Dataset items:
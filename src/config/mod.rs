//! Application configuration module
//!
//! Configuration is loaded from environment variables using the `config` and
//! `dotenvy` crates. Variables carry the `SHOWROOM` prefix and nested values
//! are separated by double underscores.
//!
//! # Example
//!
//! ```no_run
//! use showroom::config::AppConfig;
//!
//! let config = AppConfig::load().expect("Failed to load configuration");
//! config.validate().expect("Invalid configuration");
//!
//! println!("Storefront API at {}", config.api.base_url);
//! ```

mod api;
mod error;
mod logging;
mod realtime;

pub use api::ApiConfig;
pub use error::{ConfigError, ValidationError};
pub use logging::LoggingConfig;
pub use realtime::{BackoffKind, RealtimeConfig};

use serde::Deserialize;

/// Root application configuration
///
/// Every section has defaults, so an empty environment yields a config that
/// points at a local development backend.
#[derive(Debug, Clone, Default, Deserialize)]
pub struct AppConfig {
    /// Storefront REST API
    #[serde(default)]
    pub api: ApiConfig,

    /// Realtime notification channel
    #[serde(default)]
    pub realtime: RealtimeConfig,

    /// Log output
    #[serde(default)]
    pub logging: LoggingConfig,
}

impl AppConfig {
    /// Load configuration from environment variables
    ///
    /// # Environment Variable Format
    ///
    /// - `SHOWROOM__API__BASE_URL=https://api.example.ph` -> `api.base_url`
    /// - `SHOWROOM__REALTIME__RECONNECTION_ATTEMPTS=3` -> `realtime.reconnection_attempts`
    ///
    /// # Errors
    ///
    /// Returns `ConfigError` if values cannot be parsed into expected types.
    pub fn load() -> Result<Self, ConfigError> {
        // Load .env file if present (development)
        dotenvy::dotenv().ok();

        let config = config::Config::builder()
            .add_source(
                config::Environment::default()
                    .prefix("SHOWROOM")
                    .separator("__"),
            )
            .build()?
            .try_deserialize()?;

        Ok(config)
    }

    /// Validate all configuration values
    ///
    /// # Errors
    ///
    /// Returns `ValidationError` if any configuration value is invalid.
    pub fn validate(&self) -> Result<(), ValidationError> {
        self.api.validate()?;
        self.realtime.validate()?;
        self.logging.validate()?;
        Ok(())
    }
}
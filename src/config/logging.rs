//! Logging configuration

use serde::Deserialize;
use tracing_subscriber::EnvFilter;

use super::error::ValidationError;

/// Logging configuration
#[derive(Debug, Clone, Deserialize)]
pub struct LoggingConfig {
    /// `tracing` filter directive, overridden by `RUST_LOG`
    #[serde(default = "default_level")]
    pub level: String,

    /// Emit JSON lines instead of human-readable output
    #[serde(default)]
    pub json: bool,
}

impl LoggingConfig {
    /// Filter from `RUST_LOG` if set, otherwise from `level`
    pub fn env_filter(&self) -> Result<EnvFilter, ValidationError> {
        match EnvFilter::try_from_default_env() {
            Ok(filter) => Ok(filter),
            Err(_) => EnvFilter::try_new(&self.level)
                .map_err(|e| ValidationError::InvalidLogFilter(e.to_string())),
        }
    }

    /// Validate logging configuration
    pub fn validate(&self) -> Result<(), ValidationError> {
        EnvFilter::try_new(&self.level)
            .map(|_| ())
            .map_err(|e| ValidationError::InvalidLogFilter(e.to_string()))
    }
}

impl Default for LoggingConfig {
    fn default() -> Self {
        Self {
            level: default_level(),
            json: false,
        }
    }
}

fn default_level() -> String {
    "info,showroom=debug".to_string()
}
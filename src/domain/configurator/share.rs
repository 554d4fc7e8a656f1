//! Shareable snapshot of a configuration.

use serde::Serialize;
use url::Url;

use super::configuration::Configurator;
use super::errors::ConfiguratorError;
use crate::domain::foundation::Price;

/// What gets handed to a clipboard or native share sink.
#[derive(Debug, Clone, PartialEq, Eq, Serialize)]
#[serde(rename_all = "camelCase")]
pub struct ShareSummary {
    pub title: String,
    pub url: Url,
    pub color: String,
    pub wheels: String,
    pub interior: String,
    pub packages: Vec<String>,
    pub accessories: Vec<String>,
    pub total_price: Price,
}

impl ShareSummary {
    /// Plain-text body for sinks that cannot carry a title.
    pub fn to_text(&self) -> String {
        let mut text = format!(
            "{}\nColor: {}\nWheels: {}\nInterior: {}",
            self.title, self.color, self.wheels, self.interior
        );
        if !self.packages.is_empty() {
            text.push_str(&format!("\nPackages: {}", self.packages.join(", ")));
        }
        if !self.accessories.is_empty() {
            text.push_str(&format!("\nAccessories: {}", self.accessories.join(", ")));
        }
        text.push_str(&format!("\nTotal: {}\n{}", self.total_price, self.url));
        text
    }
}

impl Configurator {
    /// Snapshots the current selection as a link under `storefront_url`.
    ///
    /// The link is `{storefront}/configurator/{slug}` with one query pair per
    /// selection, so opening it reproduces the configuration.
    pub fn share(&self, storefront_url: &Url) -> Result<ShareSummary, ConfiguratorError> {
        let config = self.configuration()?;
        let vehicle = config.base_vehicle();

        let mut url = storefront_url.clone();
        let path = format!(
            "{}/configurator/{}",
            storefront_url.path().trim_end_matches('/'),
            vehicle.slug()
        );
        url.set_path(&path);
        url.set_fragment(None);
        {
            let mut query = url.query_pairs_mut();
            query.clear();
            query.append_pair("color", config.color());
            query.append_pair("wheels", config.wheels());
            query.append_pair("interior", config.interior());
            for name in config.packages() {
                query.append_pair("package", name);
            }
            for name in config.accessories() {
                query.append_pair("accessory", name);
            }
        }

        Ok(ShareSummary {
            title: format!("My Custom {}", vehicle.display_name()),
            url,
            color: config.color().to_string(),
            wheels: config.wheels().to_string(),
            interior: config.interior().to_string(),
            packages: config.packages().iter().cloned().collect(),
            accessories: config.accessories().iter().cloned().collect(),
            total_price: config.total_price(),
        })
    }
}
#[cfg(test)]
mod tests {
    use super::*;
    use crate::adapters::{InMemorySignalPublisher, RecordingNoticeSink, ScriptedTransport};
    use crate::domain::realtime::Notice;
    use serde_json::json;

    struct Harness {
        transport: ScriptedTransport,
        notices: Arc<RecordingNoticeSink>,
        signals: Arc<InMemorySignalPublisher>,
        client: RealtimeNotificationClient,
    }

    fn harness(transport: ScriptedTransport, policy: ReconnectPolicy) -> Harness {
        let notices = Arc::new(RecordingNoticeSink::new());
        let signals = Arc::new(InMemorySignalPublisher::new());
        let client = RealtimeNotificationClient::new(
            Arc::new(transport.clone()),
            notices.clone(),
            signals.clone(),
            RealtimeClientConfig {
                reconnect: policy,
                outbound_capacity: 8,
            },
        );
        Harness {
            transport,
            notices,
            signals,
            client,
        }
    }

    async fn wait_for(client: &RealtimeNotificationClient, target: ConnectionState) {
        let mut state = client.watch_state();
        tokio::time::timeout(Duration::from_secs(5), state.wait_for(|s| *s == target))
            .await
            .expect("state not reached in time")
            .expect("state channel closed");
    }

    async fn eventually(condition: impl Fn() -> bool) {
        for _ in 0..500 {
            if condition() {
                return;
            }
            tokio::time::sleep(Duration::from_millis(10)).await;
        }
        panic!("condition not met in time");
    }

    #[tokio::test]
    async fn starts_disconnected() {
        let h = harness(ScriptedTransport::always_accept(), ReconnectPolicy::default());
        assert_eq!(h.client.state(), ConnectionState::Disconnected);
        assert!(!h.client.is_connected());
    }

    #[tokio::test]
    async fn connects_and_dispatches_low_stock() {
        let h = harness(ScriptedTransport::always_accept(), ReconnectPolicy::default());
        h.client.open().unwrap();
        wait_for(&h.client, ConnectionState::Connected).await;

        h.transport
            .push_event("inventory-update", json!({"type": "LOW_STOCK", "stockCount": 2}));
        eventually(|| h.notices.count() > 0).await;

        assert_eq!(h.notices.count(), 1);
        assert!(h.notices.last().unwrap().description.unwrap().contains('2'));
        assert_eq!(h.signals.signal_count(), 0);
    }

    #[tokio::test]
    async fn second_open_does_not_start_another_connection() {
        let h = harness(ScriptedTransport::always_accept(), ReconnectPolicy::default());
        h.client.open().unwrap();
        h.client.open().unwrap();
        wait_for(&h.client, ConnectionState::Connected).await;

        assert_eq!(h.transport.attempts(), 1);
    }

    #[tokio::test]
    async fn open_after_close_is_rejected() {
        let h = harness(ScriptedTransport::always_accept(), ReconnectPolicy::default());
        h.client.close();
        assert_eq!(h.client.open(), Err(RealtimeError::TornDown));
        assert_eq!(h.client.state(), ConnectionState::TornDown);
    }

    #[tokio::test]
    async fn join_vehicle_is_dropped_while_disconnected() {
        let h = harness(ScriptedTransport::always_refuse(), ReconnectPolicy::default());
        assert!(!h.client.join_vehicle_room(VehicleId::new("veh_1").unwrap()));
    }

    #[tokio::test]
    async fn close_severs_the_live_connection() {
        let h = harness(ScriptedTransport::always_accept(), ReconnectPolicy::default());
        h.client.open().unwrap();
        wait_for(&h.client, ConnectionState::Connected).await;

        h.client.close();
        eventually(|| h.transport.closed() > 0).await;

        assert_eq!(h.transport.closed(), 1);
        assert!(!h.client.is_connected());
    }

    /// Notice sink that takes a while to show each notice.
    #[derive(Default)]
    struct SlowNoticeSink {
        entered: AtomicBool,
        shown: Mutex<Vec<Notice>>,
    }

    impl SlowNoticeSink {
        fn count(&self) -> usize {
            self.shown.lock().unwrap().len()
        }
    }

    impl NoticeSink for SlowNoticeSink {
        fn show(&self, notice: Notice) {
            self.entered.store(true, Ordering::SeqCst);
            std::thread::sleep(Duration::from_millis(150));
            self.shown.lock().unwrap().push(notice);
        }
    }

    #[tokio::test(flavor = "multi_thread", worker_threads = 2)]
    async fn close_waits_for_the_effect_being_applied() {
        let transport = ScriptedTransport::always_accept();
        let notices = Arc::new(SlowNoticeSink::default());
        let signals = Arc::new(InMemorySignalPublisher::new());
        let client = RealtimeNotificationClient::new(
            Arc::new(transport.clone()),
            notices.clone(),
            signals.clone(),
            RealtimeClientConfig::default(),
        );
        client.open().unwrap();
        wait_for(&client, ConnectionState::Connected).await;

        transport.push_event(
            "notification",
            json!({"title": "Reservation confirmed", "message": "See you Saturday"}),
        );
        eventually(|| notices.entered.load(Ordering::SeqCst)).await;

        client.close();
        let shown_at_close = notices.count();
        let published_at_close = signals.signal_count();
        tokio::time::sleep(Duration::from_millis(300)).await;

        assert_eq!(shown_at_close, 1);
        assert_eq!(notices.count(), shown_at_close);
        assert_eq!(signals.signal_count(), published_at_close);
    }

    #[test]
    fn open_outside_runtime_fails() {
        let h = harness(ScriptedTransport::always_accept(), ReconnectPolicy::default());
        assert_eq!(h.client.open(), Err(RealtimeError::NoRuntime));
    }
}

TASK TO COMPLETE: Using the data above, return each line that includes the word "filename".

ANSWER BOX:
filename src/config/mod.rs
filename src/config/logging.rs
filename src/domain/configurator/share.rs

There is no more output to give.